=== Begin Enclosure ===
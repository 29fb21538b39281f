//! Filter conditions and sort specifications.
//!
//! A condition is an [`Expr`] tree. It can be built with the [`Filter`] helpers
//! or parsed from a plain filter document:
//!
//! ```ignore
//! use docbind::query::{Expr, Filter};
//! use bson::doc;
//!
//! let built = Filter::eq("status", "open").and(Filter::gt("total", 10));
//! let parsed = Expr::from_document(&doc! { "status": "open", "total": { "$gt": 10 } })?;
//! ```
//!
//! Backends consume expressions through the [`QueryVisitor`] trait.

use bson::{Bson, Document};
use serde::{Deserialize, Serialize};

use crate::error::{DocumentStoreError, DocumentStoreResult};

/// Sort direction for query results.
#[derive(Debug, Clone, Copy, PartialEq, Eq, Serialize, Deserialize)]
#[serde(rename_all = "lowercase")]
pub enum SortDirection {
    /// Ascending order (A to Z, 0 to 9, earliest to latest).
    #[serde(alias = "ascending")]
    Asc,
    /// Descending order (Z to A, 9 to 0, latest to earliest).
    #[serde(alias = "descending")]
    Desc,
}

impl SortDirection {
    /// The numeric form used in store sort documents.
    pub fn as_i32(self) -> i32 {
        match self {
            SortDirection::Asc => 1,
            SortDirection::Desc => -1,
        }
    }
}

/// One sort key: which field to sort by and in which direction.
#[derive(Debug, Clone, PartialEq, Serialize, Deserialize)]
pub struct Sort {
    /// The field name to sort by.
    pub field: String,
    /// The sort direction.
    pub direction: SortDirection,
}

impl Sort {
    pub fn new(field: impl Into<String>, direction: SortDirection) -> Self {
        Self { field: field.into(), direction }
    }

    pub fn asc(field: impl Into<String>) -> Self {
        Self::new(field, SortDirection::Asc)
    }

    pub fn desc(field: impl Into<String>) -> Self {
        Self::new(field, SortDirection::Desc)
    }

    /// Renders an ordered list of sort keys as a store sort document.
    pub fn to_document(sort: &[Sort]) -> Document {
        sort.iter()
            .map(|s| (s.field.clone(), Bson::Int32(s.direction.as_i32())))
            .collect()
    }
}

/// Field comparison operators for filter expressions.
#[derive(Debug, Clone, PartialEq)]
pub enum FieldOp {
    /// Equal to (exact match).
    Eq,
    /// Not equal to.
    Ne,
    /// Greater than.
    Gt,
    /// Greater than or equal to.
    Gte,
    /// Less than.
    Lt,
    /// Less than or equal to.
    Lte,
    /// String or array contains value.
    Contains,
    /// String or array does not contain value.
    NotContains,
    /// String starts with value.
    StartsWith,
    /// String ends with value.
    EndsWith,
    /// Field matches any of the values.
    AnyOf,
    /// Field matches none of the values.
    NoneOf,
}

/// A filter expression for querying documents.
///
/// An empty `And` matches every document, which is how "no condition" is
/// expressed when a filter is required.
#[derive(Debug, Clone, PartialEq)]
pub enum Expr {
    /// Logical AND of multiple expressions (all must match).
    And(Vec<Expr>),
    /// Logical OR of multiple expressions (any must match).
    Or(Vec<Expr>),
    /// Logical NOT of an expression (inverts the result).
    Not(Box<Expr>),
    /// Checks if a field exists or doesn't exist.
    Exists(String, bool),
    /// Field comparison expression.
    Field {
        /// The field name (dotted paths address nested documents).
        field: String,
        /// The comparison operator.
        op: FieldOp,
        /// The value to compare against.
        value: Bson,
    },
}

impl Expr {
    /// Creates a field comparison expression.
    pub fn field(field: String, op: FieldOp, value: Bson) -> Self {
        Expr::Field { field, op, value }
    }

    /// An expression matching every document.
    pub fn match_all() -> Self {
        Expr::And(Vec::new())
    }

    /// Returns true when this expression matches every document.
    pub fn is_match_all(&self) -> bool {
        matches!(self, Expr::And(list) if list.is_empty())
    }

    /// Combines this expression with another using logical AND.
    ///
    /// If this expression is already an AND, the other expression is appended
    /// to the list. Otherwise, a new AND expression is created.
    pub fn and(self, other: Expr) -> Self {
        match self {
            Expr::And(mut list) => {
                list.push(other);
                Expr::And(list)
            }
            _ => Expr::And(vec![self, other]),
        }
    }

    /// Combines this expression with another using logical OR.
    pub fn or(self, other: Expr) -> Self {
        match self {
            Expr::Or(mut list) => {
                list.push(other);
                Expr::Or(list)
            }
            _ => Expr::Or(vec![self, other]),
        }
    }

    /// Negates this expression (logical NOT).
    pub fn not(self) -> Self {
        Expr::Not(Box::new(self))
    }

    /// Parses a plain filter document into an expression.
    ///
    /// `{field: value}` is an equality test. A value that is a document made
    /// only of operator keys (`$eq`, `$ne`, `$gt`, `$gte`, `$lt`, `$lte`, `$in`,
    /// `$nin`, `$exists`) becomes the matching comparisons. `$and`, `$or` and
    /// `$not` nest. Several top-level keys are AND-ed; an empty document
    /// matches everything.
    pub fn from_document(document: &Document) -> DocumentStoreResult<Self> {
        let mut exprs = document
            .iter()
            .map(|(key, value)| match key.as_str() {
                "$and" => Ok(Expr::And(Self::from_array(key, value)?)),
                "$or" => Ok(Expr::Or(Self::from_array(key, value)?)),
                "$not" => match value {
                    Bson::Document(inner) => Ok(Self::from_document(inner)?.not()),
                    _ => Err(DocumentStoreError::InvalidQuery("$not requires a document".into())),
                },
                op if op.starts_with('$') => Err(DocumentStoreError::InvalidQuery(
                    format!("unsupported top-level operator {op}"),
                )),
                field => Self::from_field(field, value),
            })
            .collect::<DocumentStoreResult<Vec<_>>>()?;

        Ok(match exprs.len() {
            1 => exprs.remove(0),
            _ => Expr::And(exprs),
        })
    }

    fn from_array(op: &str, value: &Bson) -> DocumentStoreResult<Vec<Expr>> {
        match value {
            Bson::Array(items) => items
                .iter()
                .map(|item| match item {
                    Bson::Document(inner) => Self::from_document(inner),
                    _ => Err(DocumentStoreError::InvalidQuery(format!("{op} entries must be documents"))),
                })
                .collect(),
            _ => Err(DocumentStoreError::InvalidQuery(format!("{op} requires an array"))),
        }
    }

    fn from_field(field: &str, value: &Bson) -> DocumentStoreResult<Expr> {
        let operators = match value {
            Bson::Document(ops) if !ops.is_empty() && ops.keys().all(|k| k.starts_with('$')) => ops,
            _ => return Ok(Filter::eq(field, value.clone())),
        };

        let mut exprs = operators
            .iter()
            .map(|(op, operand)| {
                let op = match op.as_str() {
                    "$eq" => FieldOp::Eq,
                    "$ne" => FieldOp::Ne,
                    "$gt" => FieldOp::Gt,
                    "$gte" => FieldOp::Gte,
                    "$lt" => FieldOp::Lt,
                    "$lte" => FieldOp::Lte,
                    "$in" => FieldOp::AnyOf,
                    "$nin" => FieldOp::NoneOf,
                    "$exists" => {
                        return match operand {
                            Bson::Boolean(flag) => Ok(Expr::Exists(field.to_string(), *flag)),
                            _ => Err(DocumentStoreError::InvalidQuery("$exists requires a boolean".into())),
                        };
                    }
                    other => {
                        return Err(DocumentStoreError::InvalidQuery(format!(
                            "unsupported operator {other} on field {field}"
                        )));
                    }
                };

                Ok(Expr::field(field.to_string(), op, operand.clone()))
            })
            .collect::<DocumentStoreResult<Vec<_>>>()?;

        Ok(match exprs.len() {
            1 => exprs.remove(0),
            _ => Expr::And(exprs),
        })
    }
}

impl TryFrom<Document> for Expr {
    type Error = DocumentStoreError;

    fn try_from(document: Document) -> DocumentStoreResult<Self> {
        Expr::from_document(&document)
    }
}

/// Helper struct for constructing filter expressions.
///
/// All methods accept field names and values as `Into<String>` and `Into<Bson>`.
pub struct Filter;

impl Filter {
    /// Matches documents where the field equals the specified value.
    pub fn eq(field: impl Into<String>, value: impl Into<Bson>) -> Expr {
        Expr::field(field.into(), FieldOp::Eq, value.into())
    }

    /// Matches documents where the field does not equal the specified value.
    pub fn ne(field: impl Into<String>, value: impl Into<Bson>) -> Expr {
        Expr::field(field.into(), FieldOp::Ne, value.into())
    }

    /// Matches documents where the field is greater than the specified value.
    pub fn gt(field: impl Into<String>, value: impl Into<Bson>) -> Expr {
        Expr::field(field.into(), FieldOp::Gt, value.into())
    }

    /// Matches documents where the field is greater than or equal to the specified value.
    pub fn gte(field: impl Into<String>, value: impl Into<Bson>) -> Expr {
        Expr::field(field.into(), FieldOp::Gte, value.into())
    }

    /// Matches documents where the field is less than the specified value.
    pub fn lt(field: impl Into<String>, value: impl Into<Bson>) -> Expr {
        Expr::field(field.into(), FieldOp::Lt, value.into())
    }

    /// Matches documents where the field is less than or equal to the specified value.
    pub fn lte(field: impl Into<String>, value: impl Into<Bson>) -> Expr {
        Expr::field(field.into(), FieldOp::Lte, value.into())
    }

    pub fn starts_with(field: impl Into<String>, value: impl Into<Bson>) -> Expr {
        Expr::field(field.into(), FieldOp::StartsWith, value.into())
    }

    pub fn ends_with(field: impl Into<String>, value: impl Into<Bson>) -> Expr {
        Expr::field(field.into(), FieldOp::EndsWith, value.into())
    }

    pub fn contains(field: impl Into<String>, value: impl Into<Bson>) -> Expr {
        Expr::field(field.into(), FieldOp::Contains, value.into())
    }

    pub fn not_contains(field: impl Into<String>, value: impl Into<Bson>) -> Expr {
        Expr::field(field.into(), FieldOp::NotContains, value.into())
    }

    /// Matches documents where the field is present.
    pub fn exists(field: impl Into<String>) -> Expr {
        Expr::Exists(field.into(), true)
    }

    /// Matches documents where the field is missing.
    pub fn not_exists(field: impl Into<String>) -> Expr {
        Expr::Exists(field.into(), false)
    }

    pub fn and(exprs: impl IntoIterator<Item = Expr>) -> Expr {
        Expr::And(exprs.into_iter().collect())
    }

    pub fn or(exprs: impl IntoIterator<Item = Expr>) -> Expr {
        Expr::Or(exprs.into_iter().collect())
    }

    /// Matches documents where the field equals any of the values (or, for an
    /// array field, shares an element with them).
    pub fn any_of(field: impl Into<String>, value: impl Into<Bson>) -> Expr {
        Expr::field(field.into(), FieldOp::AnyOf, value.into())
    }

    pub fn none_of(field: impl Into<String>, value: impl Into<Bson>) -> Expr {
        Expr::field(field.into(), FieldOp::NoneOf, value.into())
    }
}

pub trait QueryVisitor {
    type Output;
    type Error: Into<DocumentStoreError>;

    fn visit_and(&mut self, exprs: &[Expr]) -> Result<Self::Output, Self::Error>;
    fn visit_or(&mut self, exprs: &[Expr]) -> Result<Self::Output, Self::Error>;
    fn visit_not(&mut self, expr: &Expr) -> Result<Self::Output, Self::Error>;
    fn visit_exists(
        &mut self,
        field: &str,
        should_exist: bool,
    ) -> Result<Self::Output, Self::Error>;
    fn visit_field(
        &mut self,
        field: &str,
        op: &FieldOp,
        value: &Bson,
    ) -> Result<Self::Output, Self::Error>;

    fn visit_expr(&mut self, expr: &Expr) -> Result<Self::Output, Self::Error> {
        match expr {
            Expr::And(exprs) => self.visit_and(exprs),
            Expr::Or(exprs) => self.visit_or(exprs),
            Expr::Not(expr) => self.visit_not(expr),
            Expr::Exists(field, should_exist) => self.visit_exists(field, *should_exist),
            Expr::Field { field, op, value } => self.visit_field(field, op, value),
        }
    }
}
=== End Enclosure ===
**Assignment**
Exactly as they appear, copy the lines of the listing above from the first through the one that contains "store sort documents.", and nothing more.

**The answer**
repository 29fb21538b39281f
//! Filter conditions and sort specifications.
//!
//! A condition is an [`Expr`] tree. It can be built with the [`Filter`] helpers
//! or parsed from a plain filter document:
//!
//! ```ignore
//! use docbind::query::{Expr, Filter};
//! use bson::doc;
//!
//! let built = Filter::eq("status", "open").and(Filter::gt("total", 10));
//! let parsed = Expr::from_document(&doc! { "status": "open", "total": { "$gt": 10 } })?;
//! ```
//!
//! Backends consume expressions through the [`QueryVisitor`] trait.

use bson::{Bson, Document};
use serde::{Deserialize, Serialize};

use crate::error::{DocumentStoreError, DocumentStoreResult};

/// Sort direction for query results.
#[derive(Debug, Clone, Copy, PartialEq, Eq, Serialize, Deserialize)]
#[serde(rename_all = "lowercase")]
pub enum SortDirection {
    /// Ascending order (A to Z, 0 to 9, earliest to latest).
    #[serde(alias = "ascending")]
    Asc,
    /// Descending order (Z to A, 9 to 0, latest to earliest).
    #[serde(alias = "descending")]
    Desc,
}

impl SortDirection {
    /// The numeric form used in store sort documents.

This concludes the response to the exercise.